AWB has hit out at WAFarmers, saying the lobby group should withdraw from the AWB constitutional reform ballot because it has a commercial conflict of interest.
AWB chairman Brendan Stewart accused WAFarmers of disregarding good governance by arguing in favour of retaining the dual-class share structure.
"WAFarmers Grains Council has failed to acknowledge its conflict of interest in wheat marketing and continues to push the fundamentally flawed argument that A class shares enshrine grower loyalty," Mr Stewart said.
"It's time to stop using AWB as an agri-political football.

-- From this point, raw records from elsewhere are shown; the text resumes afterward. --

use meridian_types::{AxisDirection, Point2d, Vector2d};
use nalgebra::{Matrix3, Vector2};

use crate::viewport::Viewport;

/// 2d affine transformation stored as a homogeneous 3x3 matrix.
#[derive(Debug, Clone, Copy, PartialEq)]
pub struct AffineTransform {
    matrix: Matrix3<f64>,
}

impl AffineTransform {
    /// Transformation that does nothing.
    pub fn identity() -> Self {
        Self {
            matrix: Matrix3::identity(),
        }
    }

    /// Transforms a point.
    pub fn map(&self, point: Point2d) -> Point2d {
        self.matrix.transform_point(&point)
    }

    /// Transforms a vector (a difference between two points). Translation is not applied.
    pub fn map_vector(&self, vector: Vector2d) -> Vector2d {
        self.matrix.transform_vector(&vector)
    }

    /// Inverse transformation, if the transformation is not degenerate.
    pub fn inverse(&self) -> Option<Self> {
        self.matrix
            .try_inverse()
            .map(|matrix| Self { matrix })
    }

    /// The underlying homogeneous matrix.
    pub fn matrix(&self) -> &Matrix3<f64> {
        &self.matrix
    }
}

impl Default for AffineTransform {
    fn default() -> Self {
        Self::identity()
    }
}

/// Pair of transformations between world coordinates of a [`Viewport`] and canvas pixels.
///
/// The whole viewport bounds are fit into the pixel area with a uniform scale and centered,
/// so one world unit has the same pixel length along both axes. If the viewport CRS has
/// its y axis pointing north, the y axis is flipped (screen y grows down).
///
/// The pipeline is a value computed from a viewport; it has to be rebuilt every time the
/// viewport bounds, CRS or size change. For degenerate viewports (zero pixel size or empty
/// bounds) both transformations are identities.
#[derive(Debug, Clone, Copy, PartialEq)]
pub struct TransformPipeline {
    world_to_canvas: AffineTransform,
    canvas_to_world: AffineTransform,
    scale: f64,
}

impl TransformPipeline {
    /// Computes transformations for the current state of the viewport.
    pub fn new(viewport: &Viewport) -> Self {
        let size = viewport.size();
        let bounds = viewport.bounds();

        let is_finite = bounds.x_min.is_finite()
            && bounds.y_min.is_finite()
            && bounds.x_max.is_finite()
            && bounds.y_max.is_finite();
        if size.is_zero() || bounds.is_empty() || !is_finite {
            return Self::identity();
        }

        let width = size.width() as f64;
        let height = size.height() as f64;
        let scale = (width / bounds.width()).min(height / bounds.height());
        let y_scale = match viewport.crs().y_axis() {
            AxisDirection::North => -scale,
            AxisDirection::South => scale,
        };

        let center = bounds.center();
        let matrix = Matrix3::new_translation(&Vector2::new(width / 2.0, height / 2.0))
            * Matrix3::new_nonuniform_scaling(&Vector2::new(scale, y_scale))
            * Matrix3::new_translation(&Vector2::new(-center.x, -center.y));

        let world_to_canvas = AffineTransform { matrix };
        let Some(canvas_to_world) = world_to_canvas.inverse() else {
            log::warn!("Viewport transformation is not invertible: {viewport:?}");
            return Self::identity();
        };

        Self {
            world_to_canvas,
            canvas_to_world,
            scale,
        }
    }

    /// Pipeline of a degenerate viewport: both directions are identities.
    pub fn identity() -> Self {
        Self {
            world_to_canvas: AffineTransform::identity(),
            canvas_to_world: AffineTransform::identity(),
            scale: 1.0,
        }
    }

    /// World to canvas (pixel) transformation.
    pub fn world_to_canvas(&self) -> &AffineTransform {
        &self.world_to_canvas
    }

    /// Canvas (pixel) to world transformation.
    pub fn canvas_to_world(&self) -> &AffineTransform {
        &self.canvas_to_world
    }

    /// Number of pixels per world unit.
    pub fn scale(&self) -> f64 {
        self.scale
    }

    /// Size of one pixel in world units.
    pub fn resolution(&self) -> f64 {
        1.0 / self.scale
    }
}

impl Default for TransformPipeline {
    fn default() -> Self {
        Self::identity()
    }
}
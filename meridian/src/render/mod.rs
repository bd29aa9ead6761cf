//! Rasterization seam: the [`Renderer`] that turns a map state into a [`Bitmap`], and the
//! [`Canvas`] the host paints it on.

use maybe_sync::{MaybeSend, MaybeSync};
use meridian_types::Rect;

use crate::color::Color;
use crate::error::MeridianError;
use crate::map::{Layer, Style};
use crate::viewport::Viewport;

pub mod worker;

pub use worker::{RenderRequest, RenderWorker, RenderedFrame};

const BYTES_PER_PIXEL: usize = 4;

/// Raster image in RGBA order, 8 bits per channel, rows top to bottom.
#[derive(Debug, Clone, PartialEq, Eq, Default)]
pub struct Bitmap {
    bytes: Vec<u8>,
    width: u32,
    height: u32,
}

impl Bitmap {
    /// Creates a fully transparent bitmap.
    pub fn new(width: u32, height: u32) -> Self {
        Self::filled(width, height, Color::TRANSPARENT)
    }

    /// Creates a bitmap with every pixel set to `color`.
    pub fn filled(width: u32, height: u32, color: Color) -> Self {
        let pixel = color.to_bytes();
        let bytes = pixel
            .iter()
            .copied()
            .cycle()
            .take(width as usize * height as usize * BYTES_PER_PIXEL)
            .collect();

        Self {
            bytes,
            width,
            height,
        }
    }

    /// Wraps raw RGBA bytes. Fails if the buffer length does not match the dimensions.
    pub fn from_rgba(bytes: Vec<u8>, width: u32, height: u32) -> Result<Self, MeridianError> {
        let expected = width as usize * height as usize * BYTES_PER_PIXEL;
        if bytes.len() != expected {
            return Err(MeridianError::Render(format!(
                "bitmap of {width}x{height} needs {expected} bytes, got {}",
                bytes.len()
            )));
        }

        Ok(Self {
            bytes,
            width,
            height,
        })
    }

    /// Width in pixels.
    pub fn width(&self) -> u32 {
        self.width
    }

    /// Height in pixels.
    pub fn height(&self) -> u32 {
        self.height
    }

    /// `(width, height)` in pixels.
    pub fn size(&self) -> (u32, u32) {
        (self.width, self.height)
    }

    /// Raw RGBA bytes.
    pub fn bytes(&self) -> &[u8] {
        &self.bytes
    }

    /// Color of the pixel at `(x, y)`, or `None` if it is outside of the bitmap.
    pub fn pixel(&self, x: u32, y: u32) -> Option<Color> {
        if x >= self.width || y >= self.height {
            return None;
        }

        let offset = (y as usize * self.width as usize + x as usize) * BYTES_PER_PIXEL;
        let px = self.bytes.get(offset..offset + BYTES_PER_PIXEL)?;
        Some(Color::from_bytes(px.try_into().ok()?))
    }

    /// Converts the bitmap into an [`image::RgbaImage`].
    #[cfg(feature = "image")]
    pub fn to_rgba_image(&self) -> Option<image::RgbaImage> {
        image::RgbaImage::from_raw(self.width, self.height, self.bytes.clone())
    }
}

/// Everything a renderer needs to draw one frame. Captured by the render worker when a render
/// starts, so it never changes while the renderer runs.
#[derive(Debug, Clone)]
pub struct MapState {
    viewport: Viewport,
    layers: Vec<Layer>,
    style: Style,
}

impl MapState {
    /// Creates a new state.
    pub fn new(viewport: Viewport, layers: Vec<Layer>, style: Style) -> Self {
        Self {
            viewport,
            layers,
            style,
        }
    }

    /// Viewport to render.
    pub fn viewport(&self) -> &Viewport {
        &self.viewport
    }

    /// Layers in drawing order, bottom first.
    pub fn layers(&self) -> &[Layer] {
        &self.layers
    }

    /// Map style.
    pub fn style(&self) -> &Style {
        &self.style
    }
}

/// Rasterizes map states.
///
/// A renderer is called from the render worker thread, one render at a time. It must return a
/// bitmap of exactly `width` x `height` pixels; bitmaps of other sizes are discarded.
pub trait Renderer: MaybeSend + MaybeSync {
    /// Renders `state` into a new bitmap.
    fn render(&self, state: &MapState, width: u32, height: u32) -> Result<Bitmap, MeridianError>;
}

/// Drawing surface of the host UI.
pub trait Canvas {
    /// Draws the `src` part of the bitmap into the `dst` rectangle of the canvas, stretching
    /// it as needed.
    fn draw_bitmap(&mut self, bitmap: &Bitmap, src: Rect, dst: Rect);
}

"For WAFarmers Grains Council to argue that A class shares generate grower loyalty when it has entered into a strategic commercial alliance with an AWB competitor - the Emerald Group - is a bit rich.
"If A class shares really generated grower loyalty, then WAFarmers Grains Council would have entered into a strategic commercial alliance with AWB rather than a competitor in which its holds no shares."
Mr Stewart said AWB remained the only company on the Australian Stock Exchange with an out-dated and costly dual shareholding structure, after growers voted to redeem A class shares in both ABB and Graincorp in recent years.
"WAFarmers Grains Council should also acknowledge that two of the three AWB Limited Directors in WA support AWB Constitutional reform," Mr Stewart said.
"They should also recognise that 62pc of WA growers supported constitutional reform at AWB's AGM in February."